Photo of a man rises from the bottom of the frame while a bar chart with a rising trend line appears behind him and money rains down around him.

You know I love brick-and-mortar businesses.

Brash, boring, revenue-recurring, walk-inside-and-shake-the-owner’s-hand businesses.

But.

I recently bought my first SaaS business (linked here, for the curious). And I get it – digital businesses have a huge appeal. Automation is baked in, incremental cost per client is $0, and operating expenses are next to nothing. Easy to get used to.

Most of all, digital businesses offer a unique possibility: solo scaled empires.

That’s what we’ll explore today, via the brilliant business model by Brett Williams of Designjoy.

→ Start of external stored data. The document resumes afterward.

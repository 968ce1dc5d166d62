//! Test doubles shared by the driver tests

use embedded_hal::delay::DelayNs;
use heapless::Vec;
use pinbank_hal::I2cBus;

/// Most writes a single test case records
const MAX_WRITES: usize = 256;

/// Error raised by [`RecordingBus`] when told to fail
#[derive(Debug, Clone, Copy, PartialEq, Eq)]
pub struct BusFault;

/// Bus that records every register write
#[derive(Debug, Default)]
pub struct RecordingBus {
    /// (device, register, value) in write order
    pub writes: Vec<(u8, u8, u8), MAX_WRITES>,
    /// Fail the write with this 0-based sequence number
    pub fail_at: Option<usize>,
    attempts: usize,
}

impl RecordingBus {
    pub fn new() -> Self {
        Self::default()
    }

    pub fn failing_at(write: usize) -> Self {
        Self {
            fail_at: Some(write),
            ..Self::default()
        }
    }

    /// Forget everything written so far
    pub fn clear(&mut self) {
        self.writes.clear();
    }

    /// Writes that went to one register
    pub fn latch_writes(&self, device: u8, register: u8) -> Vec<u8, MAX_WRITES> {
        self.writes
            .iter()
            .filter(|(d, r, _)| *d == device && *r == register)
            .map(|(_, _, v)| *v)
            .collect()
    }

    /// True if anything was ever written to `register` on `device`
    pub fn wrote(&self, device: u8, register: u8) -> bool {
        self.writes
            .iter()
            .any(|(d, r, _)| *d == device && *r == register)
    }
}

impl I2cBus for RecordingBus {
    type Error = BusFault;

    fn write(&mut self, address: u8, data: &[u8]) -> Result<(), BusFault> {
        let attempt = self.attempts;
        self.attempts += 1;
        if self.fail_at == Some(attempt) {
            return Err(BusFault);
        }
        self.writes
            .push((address, data[0], data[1]))
            .expect("recording bus full");
        Ok(())
    }
}

/// Delay that records requested milliseconds instead of sleeping
#[derive(Debug, Default)]
pub struct RecordingDelay {
    pub waits_ms: Vec<u32, MAX_WRITES>,
}

impl DelayNs for RecordingDelay {
    fn delay_ns(&mut self, ns: u32) {
        self.waits_ms
            .push(ns / 1_000_000)
            .expect("recording delay full");
    }

    fn delay_ms(&mut self, ms: u32) {
        self.waits_ms.push(ms).expect("recording delay full");
    }
}
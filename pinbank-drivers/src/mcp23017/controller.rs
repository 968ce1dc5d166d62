//! Pin controller
//!
//! The public face of an expander bank. Callers address pins by number; the
//! controller resolves aliases, updates the cached port buffers and decides
//! when to write them out.
//!
//! Single-pin calls flush immediately. Batch calls mutate every buffer
//! first and then flush each touched port once, in the order the ports were
//! first touched. Batches are not atomic across ports: if a write fails,
//! ports flushed before it keep their new state.

use heapless::Vec;

use pinbank_core::config::BankConfig;
use pinbank_core::{
    FlushPlan, LogicalPin, PinError, PinRegistry, PinSlot, PortAddress, PortId, MAX_PORTS,
    PORT_WIDTH,
};
use pinbank_hal::I2cBus;

use super::port::PortBus;
use super::ControllerError;

/// Enable values for a batch
#[derive(Debug, Clone, Copy, PartialEq, Eq)]
pub enum Enable<'a> {
    /// Same state for every pin
    All(bool),
    /// One state per pin, same length as the pin list
    Each(&'a [bool]),
}

impl Enable<'_> {
    fn get(&self, i: usize) -> bool {
        match self {
            Enable::All(on) => *on,
            Enable::Each(values) => values[i],
        }
    }
}

impl From<bool> for Enable<'_> {
    fn from(on: bool) -> Self {
        Enable::All(on)
    }
}

impl<'a> From<&'a [bool]> for Enable<'a> {
    fn from(values: &'a [bool]) -> Self {
        Enable::Each(values)
    }
}

impl<'a, const N: usize> From<&'a [bool; N]> for Enable<'a> {
    fn from(values: &'a [bool; N]) -> Self {
        Enable::Each(values)
    }
}

/// Flat-numbered output pins over a bank of expanders
///
/// Owns the bus, the pin registry and one [`PortBus`] per registered port
/// (indexed by [`PortId`], parallel to the registry's port arena).
pub struct PinController<B> {
    bus: B,
    registry: PinRegistry,
    ports: Vec<PortBus, MAX_PORTS>,
}

impl<B: I2cBus> PinController<B> {
    /// Create a controller with no chips registered
    pub fn new(bus: B) -> Self {
        Self {
            bus,
            registry: PinRegistry::new(),
            ports: Vec::new(),
        }
    }

    /// Run `body` against a fresh controller, then turn every pin off
    ///
    /// The shutdown runs whether `body` succeeded or not. An error from
    /// `body` is reported in preference to a shutdown error.
    pub fn scoped<T, F>(bus: B, body: F) -> Result<T, ControllerError<B::Error>>
    where
        F: FnOnce(&mut Self) -> Result<T, ControllerError<B::Error>>,
    {
        let mut controller = Self::new(bus);
        let result = body(&mut controller);
        let shutdown = controller.turn_off();

        if shutdown.is_err() {
            #[cfg(feature = "defmt")]
            defmt::warn!("Scoped shutdown failed to clear all ports");
        }

        match (result, shutdown) {
            (Err(e), _) => Err(e),
            (Ok(_), Err(e)) => Err(e),
            (Ok(value), Ok(())) => Ok(value),
        }
    }

    /// Turn every pin off and release the bus
    pub fn shutdown(mut self) -> Result<B, ControllerError<B::Error>> {
        self.turn_off()?;
        Ok(self.bus)
    }

    /// Register both ports of an MCP23017 (16 pins, port A first)
    ///
    /// No duplicate detection: registering an address twice gives two
    /// independent sets of pins driving the same chip. Capacity for both
    /// ports is checked up front. If port B fails to configure, port A
    /// stays registered.
    pub fn register_chip(&mut self, address: u8) -> Result<[PortId; 2], ControllerError<B::Error>> {
        self.registry.check_room(2, 2 * PORT_WIDTH)?;
        let a = self.attach(PortAddress::mcp23017_a(address), PORT_WIDTH as u8)?;
        let b = self.attach(PortAddress::mcp23017_b(address), PORT_WIDTH as u8)?;

        #[cfg(feature = "defmt")]
        defmt::debug!(
            "MCP23017 at {=u8:#x}: pins {} of {}",
            address,
            self.registry.pin_count() - 2 * PORT_WIDTH + 1,
            self.registry.pin_count()
        );

        Ok([a, b])
    }

    /// Register one port by its register pair, allocating `width` pins (1-8)
    pub fn register_port_group(
        &mut self,
        address: u8,
        direction: u8,
        latch: u8,
        width: u8,
    ) -> Result<PortId, ControllerError<B::Error>> {
        let id = self.attach(PortAddress::new(address, direction, latch), width)?;

        #[cfg(feature = "defmt")]
        defmt::debug!(
            "Port group at {=u8:#x} (dir {=u8:#x}, latch {=u8:#x}): {} pins",
            address,
            direction,
            latch,
            width
        );

        Ok(id)
    }

    /// Register a port group of the full port width
    pub fn register_port(
        &mut self,
        address: u8,
        direction: u8,
        latch: u8,
    ) -> Result<PortId, ControllerError<B::Error>> {
        self.register_port_group(address, direction, latch, PORT_WIDTH as u8)
    }

    /// Configure a port as all outputs, all off, then number its pins
    ///
    /// Pins exist only once their port is configured. A failed write
    /// allocates nothing.
    fn attach(&mut self, address: PortAddress, width: u8) -> Result<PortId, ControllerError<B::Error>> {
        self.registry.check_group(width)?;

        let port_bus = PortBus::new(address);
        port_bus
            .configure(&mut self.bus)
            .map_err(ControllerError::Transport)?;

        let id = self.registry.register_group(address, width)?;
        self.ports
            .push(port_bus)
            .map_err(|_| PinError::RegistryFull)?;
        Ok(id)
    }

    /// Register every chip, port group and alias in a config
    pub fn apply_config(&mut self, config: &BankConfig) -> Result<(), ControllerError<B::Error>> {
        for chip in &config.chips {
            self.register_chip(chip.address)?;
        }
        for group in &config.port_groups {
            self.register_port_group(group.address, group.direction, group.latch, group.width)?;
        }
        for alias in &config.aliases {
            self.alias(alias.virtual_pin, alias.pin)?;
        }
        Ok(())
    }

    /// Turn a pin on or off and write its port
    pub fn set_pin(&mut self, pin: LogicalPin, enable: bool) -> Result<(), ControllerError<B::Error>> {
        let port = self.set_pin_deferred(pin, enable)?;
        self.flush_port(port)
    }

    /// Update a pin's cached state without writing the bus
    ///
    /// Returns the port that now needs a flush.
    pub fn set_pin_deferred(
        &mut self,
        pin: LogicalPin,
        enable: bool,
    ) -> Result<PortId, ControllerError<B::Error>> {
        let slot = self.registry.resolve(pin)?;
        self.registry.write_slot(slot, enable)?;
        Ok(slot.port)
    }

    /// Set many pins, writing each touched port once
    ///
    /// Nothing is changed or written if the enable list has the wrong
    /// length or any pin is unknown.
    pub fn set_pins<'a>(
        &mut self,
        pins: &[LogicalPin],
        enable: impl Into<Enable<'a>>,
    ) -> Result<(), ControllerError<B::Error>> {
        let enable = enable.into();
        if let Enable::Each(values) = enable {
            if values.len() != pins.len() {
                return Err(PinError::LengthMismatch {
                    pins: pins.len(),
                    values: values.len(),
                }
                .into());
            }
        }
        for &pin in pins {
            self.registry.resolve(pin)?;
        }

        let mut plan = FlushPlan::new();
        for (i, &pin) in pins.iter().enumerate() {
            plan.touch(self.set_pin_deferred(pin, enable.get(i))?);
        }
        self.flush(&plan)
    }

    /// Invert a pin and write its port, returning the new state
    pub fn toggle(&mut self, pin: LogicalPin) -> Result<bool, ControllerError<B::Error>> {
        let slot = self.registry.resolve(pin)?;
        let on = !self.registry.read_slot(slot)?;
        self.write_slot(slot, on)?;
        Ok(on)
    }

    /// Turn every registered pin on, one write per port
    pub fn turn_on(&mut self) -> Result<(), ControllerError<B::Error>> {
        self.set_all(true)
    }

    /// Turn every registered pin off, one write per port
    pub fn turn_off(&mut self) -> Result<(), ControllerError<B::Error>> {
        self.set_all(false)
    }

    fn set_all(&mut self, on: bool) -> Result<(), ControllerError<B::Error>> {
        self.registry.write_all(on);
        let plan = FlushPlan::all(&self.registry);
        self.flush(&plan)
    }

    /// Write one real pin and flush its port
    pub(crate) fn write_slot(&mut self, slot: PinSlot, on: bool) -> Result<(), ControllerError<B::Error>> {
        self.registry.write_slot(slot, on)?;
        self.flush_port(slot.port)
    }

    /// Write one port's cached state to the bus
    pub fn flush_port(&mut self, id: PortId) -> Result<(), ControllerError<B::Error>> {
        let port = self.registry.port(id).ok_or(PinError::UnknownPort(id))?;
        let port_bus = self.ports.get(id.index()).ok_or(PinError::UnknownPort(id))?;

        #[cfg(feature = "defmt")]
        defmt::trace!(
            "Flush port {} -> {=u8:#b}",
            id.index(),
            port.encode()
        );

        port_bus
            .flush(&mut self.bus, port)
            .map_err(ControllerError::Transport)
    }

    fn flush(&mut self, plan: &FlushPlan) -> Result<(), ControllerError<B::Error>> {
        for id in plan.iter() {
            self.flush_port(id)?;
        }
        Ok(())
    }

    /// Make `virtual_pin` stand for `pin` in every later call
    pub fn alias(&mut self, virtual_pin: LogicalPin, pin: LogicalPin) -> Result<(), ControllerError<B::Error>> {
        self.registry.alias(virtual_pin, pin)?;
        Ok(())
    }

    /// Remove one alias
    pub fn unalias(&mut self, virtual_pin: LogicalPin) -> Option<LogicalPin> {
        self.registry.unalias(virtual_pin)
    }

    /// Remove every alias
    pub fn clear_aliases(&mut self) {
        self.registry.clear_aliases();
    }

    /// Cached state of a pin
    pub fn is_on(&self, pin: LogicalPin) -> Result<bool, ControllerError<B::Error>> {
        Ok(self.registry.is_on(pin)?)
    }

    /// Number of registered pins
    pub fn pin_count(&self) -> usize {
        self.registry.pin_count()
    }

    /// Read-only view of the registry
    pub fn registry(&self) -> &PinRegistry {
        &self.registry
    }

    /// The underlying bus
    pub fn bus_mut(&mut self) -> &mut B {
        &mut self.bus
    }
}
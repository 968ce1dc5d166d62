//! pinbank - RP2040 demo firmware
//!
//! Registers the expanders listed in bank.toml on I2C0 (GP4 SDA, GP5 SCL),
//! runs the self test, blinks the power LED and leaves every pin off.

#![no_std]
#![no_main]

use defmt::*;
use embassy_executor::Spawner;
use embassy_rp::i2c::{self, I2c};
use embassy_time::{Delay, Duration, Timer};
use embedded_hal::delay::DelayNs;
use {defmt_rtt as _, panic_probe as _};

use pinbank_core::config::BankConfig;
use pinbank_drivers::PinController;
use pinbank_hal::{EmbeddedHalBus, I2cConfig};

/// Bank layout generated from bank.toml by build.rs
mod layout {
    include!(concat!(env!("OUT_DIR"), "/bank.rs"));
}

/// Main entry point
#[embassy_executor::main]
async fn main(_spawner: Spawner) {
    info!("pinbank firmware starting...");

    let p = embassy_rp::init(Default::default());

    let mut config = i2c::Config::default();
    config.frequency = I2cConfig::FAST.frequency;
    let bus = EmbeddedHalBus::new(I2c::new_blocking(p.I2C0, p.PIN_5, p.PIN_4, config));
    info!("I2C0 initialized at {} Hz", I2cConfig::FAST.frequency);

    let result = PinController::scoped(bus, |bank| {
        let bank_config = BankConfig::from_tables(layout::CHIPS, layout::PORT_GROUPS, layout::ALIASES)?;
        bank.apply_config(&bank_config)?;
        info!("{} pins registered", bank.pin_count());

        bank.self_test(&mut Delay)?;

        // Blink the power LED to show the bank is alive
        bank.set_pins(&[100, 101], &[true, false])?;
        for _ in 0..6 {
            bank.toggle(100)?;
            Delay.delay_ms(250);
        }
        Ok(())
    });

    match result {
        Ok(()) => info!("Self test complete, bank is off"),
        Err(e) => error!("Bank error: {:?}", e),
    }

    loop {
        Timer::after(Duration::from_secs(1)).await;
    }
}

use cadence_core::TimestampError;
use thiserror::Error;

/// Everything that can go wrong between issuing the request and handing back
/// the series. Nothing is retried or recovered locally; each failure names
/// the pipeline stage it happened in.
#[derive(Debug, Error)]
pub enum FetchError {
    /// The request never produced an HTTP response, or the body could not
    /// be read off the wire.
    #[error("request to {url} failed: {reason}")]
    Network { url: String, reason: String },

    /// The forge answered with a non-success status.
    #[error("{url} returned HTTP {status}: {body}")]
    HttpStatus {
        url: String,
        status: u16,
        body: String,
    },

    /// The response body is not JSON at all.
    #[error("response from {url} is not valid JSON: {reason}")]
    Decode { url: String, reason: String },

    /// The JSON is well-formed but not a list of commit records.
    #[error("unexpected response shape from {url}: {reason}")]
    Schema { url: String, reason: String },

    /// A commit record carries an author date that is not a timestamp.
    /// The index is the record's position in the response.
    #[error("commit record {index}: {source}")]
    TimestampParse {
        index: usize,
        #[source]
        source: TimestampError,
    },
}
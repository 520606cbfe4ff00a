use std::collections::BTreeMap;
use std::ops::Index;

use chrono::{DateTime, Duration, NaiveDate, Utc};
use serde::{Deserialize, Serialize};

/// Commit authorship times, one per commit record, in response order.
///
/// The forge serves commits newest-first by default, so index 0 is normally
/// the most recent commit. The sequence is positionally indexed; nothing is
/// filtered, deduplicated, or re-sorted.
#[derive(Debug, Clone, Default, PartialEq, Eq, Serialize, Deserialize)]
#[serde(transparent)]
pub struct CommitTimes(Vec<DateTime<Utc>>);

impl CommitTimes {
    pub fn new() -> Self {
        Self(Vec::new())
    }

    pub fn from_vec(times: Vec<DateTime<Utc>>) -> Self {
        Self(times)
    }

    pub fn len(&self) -> usize {
        self.0.len()
    }

    pub fn is_empty(&self) -> bool {
        self.0.is_empty()
    }

    pub fn get(&self, index: usize) -> Option<&DateTime<Utc>> {
        self.0.get(index)
    }

    pub fn iter(&self) -> std::slice::Iter<'_, DateTime<Utc>> {
        self.0.iter()
    }

    pub fn as_slice(&self) -> &[DateTime<Utc>] {
        &self.0
    }

    /// First entry in response order (the most recent commit under the
    /// forge's default ordering).
    pub fn first(&self) -> Option<&DateTime<Utc>> {
        self.0.first()
    }

    /// Last entry in response order.
    pub fn last(&self) -> Option<&DateTime<Utc>> {
        self.0.last()
    }

    /// Latest timestamp by value, wherever it sits in the sequence.
    pub fn newest(&self) -> Option<DateTime<Utc>> {
        self.0.iter().max().copied()
    }

    /// Earliest timestamp by value, wherever it sits in the sequence.
    pub fn oldest(&self) -> Option<DateTime<Utc>> {
        self.0.iter().min().copied()
    }

    /// Extent between the oldest and newest entry. None when empty.
    pub fn span(&self) -> Option<Duration> {
        Some(self.newest()? - self.oldest()?)
    }

    /// Commits per UTC calendar day, ascending by date.
    ///
    /// A derived view for activity summaries; the sequence itself keeps its
    /// response order.
    pub fn counts_by_day(&self) -> BTreeMap<NaiveDate, usize> {
        let mut days = BTreeMap::new();
        for time in &self.0 {
            *days.entry(time.date_naive()).or_insert(0) += 1;
        }
        days
    }
}

impl Index<usize> for CommitTimes {
    type Output = DateTime<Utc>;

    fn index(&self, index: usize) -> &Self::Output {
        &self.0[index]
    }
}

impl From<Vec<DateTime<Utc>>> for CommitTimes {
    fn from(times: Vec<DateTime<Utc>>) -> Self {
        Self(times)
    }
}

impl FromIterator<DateTime<Utc>> for CommitTimes {
    fn from_iter<I: IntoIterator<Item = DateTime<Utc>>>(iter: I) -> Self {
        Self(iter.into_iter().collect())
    }
}

impl IntoIterator for CommitTimes {
    type Item = DateTime<Utc>;
    type IntoIter = std::vec::IntoIter<DateTime<Utc>>;

    fn into_iter(self) -> Self::IntoIter {
        self.0.into_iter()
    }
}

impl<'a> IntoIterator for &'a CommitTimes {
    type Item = &'a DateTime<Utc>;
    type IntoIter = std::slice::Iter<'a, DateTime<Utc>>;

    fn into_iter(self) -> Self::IntoIter {
        self.0.iter()
    }
}

#[cfg(test)]
mod tests {
    use super::*;

    fn ts(s: &str) -> DateTime<Utc> {
        s.parse().expect("test timestamp should parse")
    }

    /// Three commits across two days, newest first, as the forge serves them.
    fn reverse_chronological() -> CommitTimes {
        CommitTimes::from_vec(vec![
            ts("2023-01-16T08:00:00Z"),
            ts("2023-01-15T18:45:00Z"),
            ts("2023-01-15T10:30:00Z"),
        ])
    }

    // ---- order and positional access ----

    #[test]
    fn preserves_input_order() {
        let times = reverse_chronological();
        assert_eq!(times.len(), 3);
        assert_eq!(times[0], ts("2023-01-16T08:00:00Z"));
        assert_eq!(times[1], ts("2023-01-15T18:45:00Z"));
        assert_eq!(times[2], ts("2023-01-15T10:30:00Z"));
    }

    #[test]
    fn get_is_positional_and_bounds_checked() {
        let times = reverse_chronological();
        assert_eq!(times.get(2), Some(&ts("2023-01-15T10:30:00Z")));
        assert_eq!(times.get(3), None);
    }

    #[test]
    fn first_and_last_follow_response_order() {
        let times = reverse_chronological();
        assert_eq!(times.first(), Some(&ts("2023-01-16T08:00:00Z")));
        assert_eq!(times.last(), Some(&ts("2023-01-15T10:30:00Z")));
    }

    #[test]
    fn collects_from_iterator_in_order() {
        let source = vec![ts("2023-03-01T00:00:00Z"), ts("2023-03-02T00:00:00Z")];
        let times: CommitTimes = source.iter().copied().collect();
        assert_eq!(times.as_slice(), source.as_slice());
    }

    // ---- value extremes ----

    #[test]
    fn newest_and_oldest_ignore_position() {
        // Deliberately shuffled: the extremes sit in the middle.
        let times = CommitTimes::from_vec(vec![
            ts("2023-01-15T18:45:00Z"),
            ts("2023-01-16T08:00:00Z"),
            ts("2023-01-14T02:00:00Z"),
            ts("2023-01-15T10:30:00Z"),
        ]);
        assert_eq!(times.newest(), Some(ts("2023-01-16T08:00:00Z")));
        assert_eq!(times.oldest(), Some(ts("2023-01-14T02:00:00Z")));
    }

    #[test]
    fn span_covers_the_extremes() {
        let times = reverse_chronological();
        let span = times.span().expect("non-empty series has a span");
        assert_eq!(span, ts("2023-01-16T08:00:00Z") - ts("2023-01-15T10:30:00Z"));
    }

    // ---- daily buckets ----

    #[test]
    fn counts_by_day_buckets_per_utc_date() {
        let days = reverse_chronological().counts_by_day();
        assert_eq!(days.len(), 2);
        assert_eq!(days[&ts("2023-01-15T10:30:00Z").date_naive()], 2);
        assert_eq!(days[&ts("2023-01-16T08:00:00Z").date_naive()], 1);
    }

    #[test]
    fn counts_by_day_iterates_ascending() {
        let days = reverse_chronological().counts_by_day();
        let dates: Vec<NaiveDate> = days.keys().copied().collect();
        let mut sorted = dates.clone();
        sorted.sort();
        assert_eq!(dates, sorted);
    }

    // ---- empty series ----

    #[test]
    fn empty_series_is_valid() {
        let times = CommitTimes::new();
        assert_eq!(times.len(), 0);
        assert!(times.is_empty());
        assert_eq!(times.first(), None);
        assert_eq!(times.newest(), None);
        assert_eq!(times.span(), None);
        assert!(times.counts_by_day().is_empty());
    }
}
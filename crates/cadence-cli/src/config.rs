use cadence_github::{DEFAULT_API_URL, DEFAULT_OWNER, DEFAULT_REPO};
use clap::Parser;

#[derive(Debug, Parser)]
#[command(name = "cadence", about = "Fetch a repository's commit times as a series")]
pub struct Config {
    /// Repository owner on the forge
    #[arg(long, default_value = DEFAULT_OWNER)]
    pub owner: String,

    /// Repository name
    #[arg(long, default_value = DEFAULT_REPO)]
    pub repo: String,

    /// API root URL (point this at a mock server for testing)
    #[arg(long, env = "CADENCE_API_URL", default_value = DEFAULT_API_URL)]
    pub api_url: String,

    /// Print the timestamps as a JSON array instead of the text summary
    #[arg(long)]
    pub json: bool,
}
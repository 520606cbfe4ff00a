mod config;

use anyhow::Result;
use cadence_core::CommitTimes;
use cadence_github::GitHubClient;
use clap::Parser;
use tracing::info;

use crate::config::Config;

#[tokio::main]
async fn main() -> Result<()> {
    tracing_subscriber::fmt()
        .with_env_filter(
            tracing_subscriber::EnvFilter::try_from_default_env()
                .unwrap_or_else(|_| tracing_subscriber::EnvFilter::new("info")),
        )
        .init();

    let config = Config::parse();
    info!("fetching commits for {}/{}", config.owner, config.repo);

    let client = GitHubClient::with_base_url(&config.api_url);
    let times = client.commit_times(&config.owner, &config.repo).await?;

    if config.json {
        println!("{}", serde_json::to_string_pretty(&times)?);
    } else {
        print_summary(&config, &times);
    }

    Ok(())
}

fn print_summary(config: &Config, times: &CommitTimes) {
    println!(
        "{}/{}: {} commits on the latest page",
        config.owner,
        config.repo,
        times.len()
    );
    if let (Some(newest), Some(oldest)) = (times.newest(), times.oldest()) {
        println!("newest: {newest}");
        println!("oldest: {oldest}");
    }
    if let Some(span) = times.span() {
        println!("span:   {} days", span.num_days());
    }

    let days = times.counts_by_day();
    if days.is_empty() {
        return;
    }
    println!();
    for (day, count) in days {
        println!("{day}  {count:>4}  {}", "#".repeat(count));
    }
}
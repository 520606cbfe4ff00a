pub mod series;
pub mod timestamp;

pub use series::CommitTimes;
pub use timestamp::{parse_commit_time, TimestampError};
use std::{
    cell::{Cell, RefCell},
    rc::Rc,
};

/// Drawing backend. The core calls [`Renderer::render`] after every mutation
/// that changes what is on screen; the renderer reads nothing back from it.
pub trait Renderer {
    fn render(&mut self);
}

/// Renderer handle shared between the collections and the zoom controller.
pub type SharedRenderer = Rc<RefCell<dyn Renderer>>;

/// Wraps a renderer so it can be shared by the viewer's components.
pub fn shared<R: Renderer + 'static>(renderer: R) -> SharedRenderer {
    Rc::new(RefCell::new(renderer))
}

/// Renderer that only counts how often it was asked to draw. Useful for
/// headless hosts and tests.
#[derive(Debug, Default, Clone)]
pub struct CountingRenderer {
    frames: Rc<Cell<usize>>,
}

impl CountingRenderer {
    pub fn new() -> Self {
        Self::default()
    }

    /// Number of `render()` calls observed so far, shared across clones.
    pub fn frames(&self) -> usize {
        self.frames.get()
    }
}

impl Renderer for CountingRenderer {
    fn render(&mut self) {
        self.frames.set(self.frames.get() + 1);
    }
}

Today in 10 minutes or less, you’ll learn:

✔️ Contrarian frame: Are you driving or riding?

✔️ Freelancing will be more common than W-2

✔️ Why productized services are the way

✔️ Why this biz model just… works

✔️ 5 steps to optimize a solo biz

✔️ How you can replicate this

CONTRARIAN FRAMEWORK: ARE YOU DRIVING OR RIDING?

I met a man, and he left a mark.

Humans can be like that when they’ve seen a thing or two. So I’m going to tell you about my friend Maverick.

Tuesday. I sat out front watching the sun begin to set, another day under the Texas trees.

I heard the rev of the motorcycle before I saw it. A deep purr that became a roar. While the machine was impressive, the character stepping off of it stole the show.

Let’s just say our worlds didn’t collide. Me in my Lulu’s, he in his leathers. It was a lot to take in all at once. Tattoos creeping up his neck, a missing tooth or two, boots wrapping his legs, dirt embedded under his fingernails. One part in particular stuck out: a knife. Well, more like if a knife and a sword had a rather sizable baby.

He climbed off the bike, readjusted his, ahem, machete? Then walked over to me, hand outstretched. “Maverick,” he said.

Caught staring, I stuttered. “That’s a beautiful bike. What is that leather piece on top?”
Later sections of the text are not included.